C’est un peu inquiétant en effet.
« Qu’est-ce que vous me conseillez docteur ? »
« Je vous propose avec l’accord de votre neurologue que je me suis permis d’appeler, un traitement léger. On se revoit dans un mois. Dans 15 jours vous ferez une prise de sang, et dans trois semaines un EEG (électroencéphalogramme), pour voir comment vous supportez le médicament.
Il faudra renouveler les contrôles dans trois mois, dans six mois, dans un an, puis une fois par an. »
« Encore deux cachets de plus ! », pense Béryl.

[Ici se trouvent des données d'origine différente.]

//! In-memory stand-in for a VDR answering SVDRP.

use tokio::io::{AsyncBufReadExt, AsyncWriteExt, BufReader, DuplexStream};

use crate::channel::ChannelDirectory;

/// `WCVB` is an ATSC channel identified by frequency, `WHDH` a DVB-T channel with
/// network and transport IDs.
pub fn directory() -> ChannelDirectory {
    ChannelDirectory::parse(
        "ABC,WCVB;Hearst:509028:M10:A:0:49=2:52:0:0:3:0:0:0\n\
         NBC,WHDH;Sunbeam:514000:B8C23D12M64:T:27500:101=2:102:0:0:769:8468:514:0\n",
    )
}

pub struct FakeVdr {
    pub greeting: String,
    /// Command answered with an error instead of its usual reply.
    pub reject: Option<String>,
}

impl Default for FakeVdr {
    fn default() -> Self {
        Self {
            greeting: "220 vdr SVDRP VideoDiskRecorder 2.6.4; Sat Oct 17 12:00:00 2026; UTF-8"
                .to_string(),
            reject: None,
        }
    }
}

impl FakeVdr {
    /// Serves one connection and returns every line received from the client.
    pub async fn serve(self, stream: DuplexStream) -> Vec<String> {
        let (reader, mut writer) = tokio::io::split(stream);
        let mut lines = BufReader::new(reader).lines();
        let mut received = Vec::new();
        let mut in_block = false;

        if writer
            .write_all(format!("{}\r\n", self.greeting).as_bytes())
            .await
            .is_err()
        {
            return received;
        }

        while let Ok(Some(line)) = lines.next_line().await {
            received.push(line.clone());

            let reply = if self.reject.as_deref() == Some(line.as_str()) {
                Some("554 Transaction failed")
            } else if in_block {
                if line == "." {
                    in_block = false;
                    Some("250 EPG data processed")
                } else {
                    None
                }
            } else {
                match line.as_str() {
                    "CLRE" => Some("250 EPG data cleared"),
                    "PUTE" => {
                        in_block = true;
                        Some("354 Enter EPG data, end with \".\" on a line by itself")
                    }
                    "QUIT" => Some("221 vdr closing connection"),
                    _ => Some("500 Command unrecognized"),
                }
            };

            if let Some(reply) = reply {
                if writer
                    .write_all(format!("{reply}\r\n").as_bytes())
                    .await
                    .is_err()
                {
                    break;
                }
            }

            if line == "QUIT" && !in_block {
                break;
            }
        }

        received
    }
}
use std::fmt::{Display, Formatter};

use strum::FromRepr;

/// Status codes a VDR answers with.
#[derive(Copy, Clone, Debug, Eq, FromRepr, Hash, PartialEq)]
#[repr(u16)]
pub enum ReplyCode {
    Help = 214,
    EpgDataRecord = 215,
    ServiceReady = 220,
    ServiceClosing = 221,
    ActionOk = 250,
    StartSendingEpg = 354,
    ActionAborted = 451,
    CommandUnrecognized = 500,
    ParameterSyntaxError = 501,
    CommandNotImplemented = 502,
    ParameterNotImplemented = 504,
    ActionNotTaken = 550,
    TransactionFailed = 554,
}

impl ReplyCode {
    pub fn code(self) -> u16 {
        self as u16
    }

    pub fn description(self) -> &'static str {
        match self {
            Self::Help => "Help message",
            Self::EpgDataRecord => "EPG data record",
            Self::ServiceReady => "VDR service ready",
            Self::ServiceClosing => "VDR service closing transmission channel",
            Self::ActionOk => "Requested VDR action okay, completed",
            Self::StartSendingEpg => "Start sending EPG data",
            Self::ActionAborted => "Requested action aborted: local error in processing",
            Self::CommandUnrecognized => "Syntax error, command unrecognized",
            Self::ParameterSyntaxError => "Syntax error in parameters or arguments",
            Self::CommandNotImplemented => "Command not implemented",
            Self::ParameterNotImplemented => "Command parameter not implemented",
            Self::ActionNotTaken => "Requested action not taken",
            Self::TransactionFailed => "Transaction failed",
        }
    }
}

impl Display for ReplyCode {
    fn fmt(&self, f: &mut Formatter<'_>) -> std::fmt::Result {
        f.write_str(self.description())
    }
}

/// A single reply line, stripped of its line terminator.
#[derive(Clone, Debug, Eq, PartialEq)]
pub struct Reply {
    line: String,
}

impl Reply {
    pub fn new(line: &str) -> Self {
        Self {
            line: line.trim_end_matches(['\r', '\n']).to_string(),
        }
    }

    /// The leading three characters, if the line is long enough to carry a status.
    pub fn status(&self) -> Option<&str> {
        self.line.get(..3)
    }

    pub fn code(&self) -> Option<ReplyCode> {
        self.status()?
            .parse::<u16>()
            .ok()
            .and_then(ReplyCode::from_repr)
    }

    /// The human-readable part after the status and its separator.
    pub fn text(&self) -> &str {
        self.line.get(4..).unwrap_or_default()
    }

    pub fn is(&self, expected: ReplyCode) -> bool {
        self.status() == Some(expected.code().to_string().as_str())
    }

    pub fn line(&self) -> &str {
        &self.line
    }
}
//! Streaming decoder for XMLTV program guides.

mod charset;
mod reader;

pub use charset::{Latin1Reader, is_latin1, transcode};
pub use reader::GuideReader;

use thiserror::Error;

#[derive(Error, Debug)]
pub enum Error {
    #[error("XML error: {0}")]
    Xml(#[from] quick_xml::Error),

    #[error("Malformed attribute: {0}")]
    Attribute(#[from] quick_xml::events::attributes::AttrError),

    #[error("<{element}> is missing the {attribute:?} attribute")]
    MissingAttribute {
        element: &'static str,
        attribute: &'static str,
    },
}

/// A `<channel>` element.
#[derive(Clone, Debug, Default, Eq, PartialEq)]
pub struct Channel {
    pub id: String,
    pub display_names: Vec<String>,
}

/// A `<programme>` element.
///
/// `start` and `stop` are kept as they appear in the document, normally
/// `YYYYMMDDHHMMSS` optionally followed by a zone offset.
#[derive(Clone, Debug, Default, Eq, PartialEq)]
pub struct Programme {
    pub channel: String,
    pub start: String,
    pub stop: String,
    pub title: String,
    pub sub_title: String,
    pub description: String,
    pub categories: Vec<String>,
    pub rating: Option<String>,
}

#[derive(Clone, Debug, Eq, PartialEq)]
pub enum Record {
    Channel(Channel),
    Programme(Programme),
}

Elle va devenir une vraie pharmacie ambulante.
« Docteur, je voulais vous poser une question. Est-ce que l’épilepsie peut provoquer des visions, ou des hallucinations auditives ? »
« Effectivement, cela peut arriver. Vous avez des hallucinations ? »
« Non, non », répond Béryl en riant pour ne pas alarmer Jean-Marie Cozic. Mais j’ai vu une émission à la télévision où on en parlait, je préfère savoir si ça peut m’arriver. »
Le docteur Cozic ne rit pas du tout :
« Votre tante m’a dit qu’elle vous entendait parler toute seule, elle s’inquiète à juste titre. Si vous avez des visions, le traitement devrait les supprimer. Essayer de ne jamais sortir seule pour le moment, et ne prenez pas la voiture. Tout ceci n’est pas grave en soi, je vous rassure, mais il vaut mieux être prudent. On se revoit dans quelques semaines. »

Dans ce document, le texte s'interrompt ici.